[Collected data]

++++++++++

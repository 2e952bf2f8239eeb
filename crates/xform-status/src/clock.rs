//! Time sources and duration helpers

use chrono::{DateTime, TimeDelta, Utc};
use parking_lot::Mutex;
use std::fmt::Debug;

/// Source of the current time
pub trait Clock: Send + Sync + Debug {
    /// Current instant
    fn now(&self) -> DateTime<Utc>;
}

/// Wall clock
#[derive(Debug, Clone, Copy, Default)]
pub struct SystemClock;

impl Clock for SystemClock {
    #[inline]
    fn now(&self) -> DateTime<Utc> {
        Utc::now()
    }
}

/// Clock that only moves when told to
#[derive(Debug)]
pub struct ManualClock {
    now: Mutex<DateTime<Utc>>,
}

impl ManualClock {
    /// Create clock fixed at `start`
    #[must_use]
    pub fn new(start: DateTime<Utc>) -> Self {
        Self {
            now: Mutex::new(start),
        }
    }

    /// Jump to an instant
    pub fn set(&self, instant: DateTime<Utc>) {
        *self.now.lock() = instant;
    }

    /// Move forward by `delta`
    pub fn advance(&self, delta: TimeDelta) {
        let mut now = self.now.lock();
        *now += delta;
    }
}

impl Default for ManualClock {
    fn default() -> Self {
        Self::new(DateTime::<Utc>::UNIX_EPOCH)
    }
}

impl Clock for ManualClock {
    fn now(&self) -> DateTime<Utc> {
        *self.now.lock()
    }
}

/// Elapsed time from `start` to `completion`, or to now while running
#[must_use]
pub fn elapsed(
    start: DateTime<Utc>,
    completion: Option<DateTime<Utc>>,
    clock: &dyn Clock,
) -> TimeDelta {
    completion.unwrap_or_else(|| clock.now()) - start
}

/// Latest of a set of completion times
///
/// `None` when the set is empty or any member has not completed.
pub fn latest_completion<I>(times: I) -> Option<DateTime<Utc>>
where
    I: IntoIterator<Item = Option<DateTime<Utc>>>,
{
    let mut latest = None;
    for time in times {
        let time = time?;
        latest = Some(latest.map_or(time, |l: DateTime<Utc>| l.max(time)));
    }
    latest
}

++++++++++

▸ **EXERCISE DIRECTIONS**
A verbatim copy of every entry is required.

▸ **ANSWER BOX**
repository 2e952bf2f8239eeb
filename crates/xform-status/src/clock.rs
//! Time sources and duration helpers

use chrono::{DateTime, TimeDelta, Utc};
use parking_lot::Mutex;
use std::fmt::Debug;

/// Source of the current time
pub trait Clock: Send + Sync + Debug {
    /// Current instant
    fn now(&self) -> DateTime<Utc>;
}

/// Wall clock
#[derive(Debug, Clone, Copy, Default)]
pub struct SystemClock;

impl Clock for SystemClock {
    #[inline]
    fn now(&self) -> DateTime<Utc> {
        Utc::now()
    }
}

/// Clock that only moves when told to
#[derive(Debug)]
pub struct ManualClock {
    now: Mutex<DateTime<Utc>>,
}

impl ManualClock {
    /// Create clock fixed at `start`
    #[must_use]
    pub fn new(start: DateTime<Utc>) -> Self {
        Self {
            now: Mutex::new(start),
        }
    }

    /// Jump to an instant
    pub fn set(&self, instant: DateTime<Utc>) {
        *self.now.lock() = instant;
    }

    /// Move forward by `delta`
    pub fn advance(&self, delta: TimeDelta) {
        let mut now = self.now.lock();
        *now += delta;
    }
}

impl Default for ManualClock {
    fn default() -> Self {
        Self::new(DateTime::<Utc>::UNIX_EPOCH)
    }
}

impl Clock for ManualClock {
    fn now(&self) -> DateTime<Utc> {
        *self.now.lock()
    }
}

/// Elapsed time from `start` to `completion`, or to now while running
#[must_use]
pub fn elapsed(
    start: DateTime<Utc>,
    completion: Option<DateTime<Utc>>,
    clock: &dyn Clock,
) -> TimeDelta {
    completion.unwrap_or_else(|| clock.now()) - start
}

/// Latest of a set of completion times
///
/// `None` when the set is empty or any member has not completed.
pub fn latest_completion<I>(times: I) -> Option<DateTime<Utc>>
where
    I: IntoIterator<Item = Option<DateTime<Utc>>>,
{
    let mut latest = None;
    for time in times {
        let time = time?;
        latest = Some(latest.map_or(time, |l: DateTime<Utc>| l.max(time)));
    }
    latest
}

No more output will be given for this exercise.